=== DATA UNDER STUDY ===
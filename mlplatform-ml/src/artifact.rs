//! Artifacts handed between pipeline stages, and the persisted model file.

use crate::algorithms::{Algorithm, Estimator};
use crate::error::{MlError, Result};
use crate::training::search::Params;
use chrono::{DateTime, Utc};
use serde::{Deserialize, Serialize};
use std::collections::BTreeMap;
use std::path::{Path, PathBuf};

/// Suffix appended to a model artifact's URI to name the model file.
pub const MODEL_FILE_SUFFIX: &str = ".model.json";

/// A reference to a file produced by one stage and consumed by another.
#[derive(Debug, Clone, PartialEq, Serialize, Deserialize)]
pub struct Artifact {
    pub name: String,
    pub uri: String,
    #[serde(default)]
    pub metadata: BTreeMap<String, serde_json::Value>,
}

impl Artifact {
    pub fn new(name: impl Into<String>, uri: impl Into<String>) -> Self {
        Self {
            name: name.into(),
            uri: uri.into(),
            metadata: BTreeMap::new(),
        }
    }

    /// Artifact rooted at `dir/name`.
    pub fn in_dir(dir: &Path, name: &str) -> Self {
        Self::new(name, dir.join(name).to_string_lossy().into_owned())
    }

    pub fn with_metadata(mut self, key: impl Into<String>, value: serde_json::Value) -> Self {
        self.metadata.insert(key.into(), value);
        self
    }

    pub fn set_metadata(&mut self, key: impl Into<String>, value: serde_json::Value) {
        self.metadata.insert(key.into(), value);
    }

    pub fn path(&self) -> PathBuf {
        PathBuf::from(&self.uri)
    }

    /// Location of the serialized model for a model artifact.
    pub fn model_path(&self) -> PathBuf {
        PathBuf::from(format!("{}{MODEL_FILE_SUFFIX}", self.uri))
    }

    /// Directory containing the artifact file.
    pub fn directory(&self) -> PathBuf {
        self.path()
            .parent()
            .map(Path::to_path_buf)
            .unwrap_or_default()
    }
}

/// Training summary stored with a model.
#[derive(Debug, Clone, PartialEq, Serialize, Deserialize)]
pub struct ModelMetrics {
    pub best_score: f64,
    pub training_accuracy: f64,
}

/// The serialized contents of a model file.
#[derive(Debug, Clone, PartialEq, Serialize, Deserialize)]
pub struct ModelFile {
    pub framework: String,
    pub algorithm: Algorithm,
    pub created_at: DateTime<Utc>,
    pub best_params: Params,
    pub metrics: ModelMetrics,
    pub estimator: Estimator,
}

impl ModelFile {
    pub fn new(estimator: Estimator, best_params: Params, metrics: ModelMetrics) -> Self {
        let algorithm = estimator.algorithm();
        Self {
            framework: algorithm.framework().to_string(),
            algorithm,
            created_at: Utc::now(),
            best_params,
            metrics,
            estimator,
        }
    }

    pub fn save(&self, path: &Path) -> Result<()> {
        mlplatform_core::persistence::atomic_write_json(path, self)?;
        Ok(())
    }

    pub fn load(path: &Path) -> Result<Self> {
        mlplatform_core::persistence::load_json(path)?
            .ok_or_else(|| MlError::not_found(format!("model file {}", path.display())))
    }

    pub fn from_slice(bytes: &[u8]) -> Result<Self> {
        Ok(serde_json::from_slice(bytes)?)
    }
}

#[cfg(test)]
mod tests {
    use super::*;
    use crate::data::dataset::{Cell, Dataset};
    use tempfile::TempDir;

    #[test]
    fn test_artifact_paths() {
        let artifact = Artifact::new("model", "/runs/1/train/model");
        assert_eq!(artifact.model_path(), PathBuf::from("/runs/1/train/model.model.json"));
        assert_eq!(artifact.directory(), PathBuf::from("/runs/1/train"));
    }

    #[test]
    fn test_model_file_save_load() {
        let dir = TempDir::new().unwrap();
        let ds = Dataset::new(
            vec!["x".into(), "y".into()],
            (0..10)
                .map(|i| vec![Cell::Number(i as f64), Cell::Number(f64::from(u8::from(i >= 5)))])
                .collect(),
        )
        .unwrap();
        let (features, labels) = ds.split_label().unwrap();
        let estimator =
            Estimator::fit(Algorithm::DecisionTree, &Params::new(), 0, &features, &labels).unwrap();
        let file = ModelFile::new(
            estimator,
            Params::new(),
            ModelMetrics {
                best_score: 1.0,
                training_accuracy: 1.0,
            },
        );

        let artifact = Artifact::in_dir(dir.path(), "model");
        file.save(&artifact.model_path()).unwrap();
        let loaded = ModelFile::load(&artifact.model_path()).unwrap();
        assert_eq!(loaded.framework, "DecisionTree");
        assert_eq!(loaded.estimator.predict(&features).unwrap(), labels);

        assert!(ModelFile::load(&dir.path().join("absent.model.json")).is_err());
    }
}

=== TASK INSTRUCTIONS ===
So that the data stays intact, repeat all of it exactly.

=== RESPONSE BOX ===
filename mlplatform-ml/src/artifact.rs
//! Artifacts handed between pipeline stages, and the persisted model file.

use crate::algorithms::{Algorithm, Estimator};
use crate::error::{MlError, Result};
use crate::training::search::Params;
use chrono::{DateTime, Utc};
use serde::{Deserialize, Serialize};
use std::collections::BTreeMap;
use std::path::{Path, PathBuf};

/// Suffix appended to a model artifact's URI to name the model file.
pub const MODEL_FILE_SUFFIX: &str = ".model.json";

/// A reference to a file produced by one stage and consumed by another.
#[derive(Debug, Clone, PartialEq, Serialize, Deserialize)]
pub struct Artifact {
    pub name: String,
    pub uri: String,
    #[serde(default)]
    pub metadata: BTreeMap<String, serde_json::Value>,
}

impl Artifact {
    pub fn new(name: impl Into<String>, uri: impl Into<String>) -> Self {
        Self {
            name: name.into(),
            uri: uri.into(),
            metadata: BTreeMap::new(),
        }
    }

    /// Artifact rooted at `dir/name`.
    pub fn in_dir(dir: &Path, name: &str) -> Self {
        Self::new(name, dir.join(name).to_string_lossy().into_owned())
    }

    pub fn with_metadata(mut self, key: impl Into<String>, value: serde_json::Value) -> Self {
        self.metadata.insert(key.into(), value);
        self
    }

    pub fn set_metadata(&mut self, key: impl Into<String>, value: serde_json::Value) {
        self.metadata.insert(key.into(), value);
    }

    pub fn path(&self) -> PathBuf {
        PathBuf::from(&self.uri)
    }

    /// Location of the serialized model for a model artifact.
    pub fn model_path(&self) -> PathBuf {
        PathBuf::from(format!("{}{MODEL_FILE_SUFFIX}", self.uri))
    }

    /// Directory containing the artifact file.
    pub fn directory(&self) -> PathBuf {
        self.path()
            .parent()
            .map(Path::to_path_buf)
            .unwrap_or_default()
    }
}

/// Training summary stored with a model.
#[derive(Debug, Clone, PartialEq, Serialize, Deserialize)]
pub struct ModelMetrics {
    pub best_score: f64,
    pub training_accuracy: f64,
}

/// The serialized contents of a model file.
#[derive(Debug, Clone, PartialEq, Serialize, Deserialize)]
pub struct ModelFile {
    pub framework: String,
    pub algorithm: Algorithm,
    pub created_at: DateTime<Utc>,
    pub best_params: Params,
    pub metrics: ModelMetrics,
    pub estimator: Estimator,
}

impl ModelFile {
    pub fn new(estimator: Estimator, best_params: Params, metrics: ModelMetrics) -> Self {
        let algorithm = estimator.algorithm();
        Self {
            framework: algorithm.framework().to_string(),
            algorithm,
            created_at: Utc::now(),
            best_params,
            metrics,
            estimator,
        }
    }

    pub fn save(&self, path: &Path) -> Result<()> {
        mlplatform_core::persistence::atomic_write_json(path, self)?;
        Ok(())
    }

    pub fn load(path: &Path) -> Result<Self> {
        mlplatform_core::persistence::load_json(path)?
            .ok_or_else(|| MlError::not_found(format!("model file {}", path.display())))
    }

    pub fn from_slice(bytes: &[u8]) -> Result<Self> {
        Ok(serde_json::from_slice(bytes)?)
    }
}

#[cfg(test)]
mod tests {
    use super::*;
    use crate::data::dataset::{Cell, Dataset};
    use tempfile::TempDir;

    #[test]
    fn test_artifact_paths() {
        let artifact = Artifact::new("model", "/runs/1/train/model");
        assert_eq!(artifact.model_path(), PathBuf::from("/runs/1/train/model.model.json"));
        assert_eq!(artifact.directory(), PathBuf::from("/runs/1/train"));
    }

    #[test]
    fn test_model_file_save_load() {
        let dir = TempDir::new().unwrap();
        let ds = Dataset::new(
            vec!["x".into(), "y".into()],
            (0..10)
                .map(|i| vec![Cell::Number(i as f64), Cell::Number(f64::from(u8::from(i >= 5)))])
                .collect(),
        )
        .unwrap();
        let (features, labels) = ds.split_label().unwrap();
        let estimator =
            Estimator::fit(Algorithm::DecisionTree, &Params::new(), 0, &features, &labels).unwrap();
        let file = ModelFile::new(
            estimator,
            Params::new(),
            ModelMetrics {
                best_score: 1.0,
                training_accuracy: 1.0,
            },
        );

        let artifact = Artifact::in_dir(dir.path(), "model");
        file.save(&artifact.model_path()).unwrap();
        let loaded = ModelFile::load(&artifact.model_path()).unwrap();
        assert_eq!(loaded.framework, "DecisionTree");
        assert_eq!(loaded.estimator.predict(&features).unwrap(), labels);

        assert!(ModelFile::load(&dir.path().join("absent.model.json")).is_err());
    }
}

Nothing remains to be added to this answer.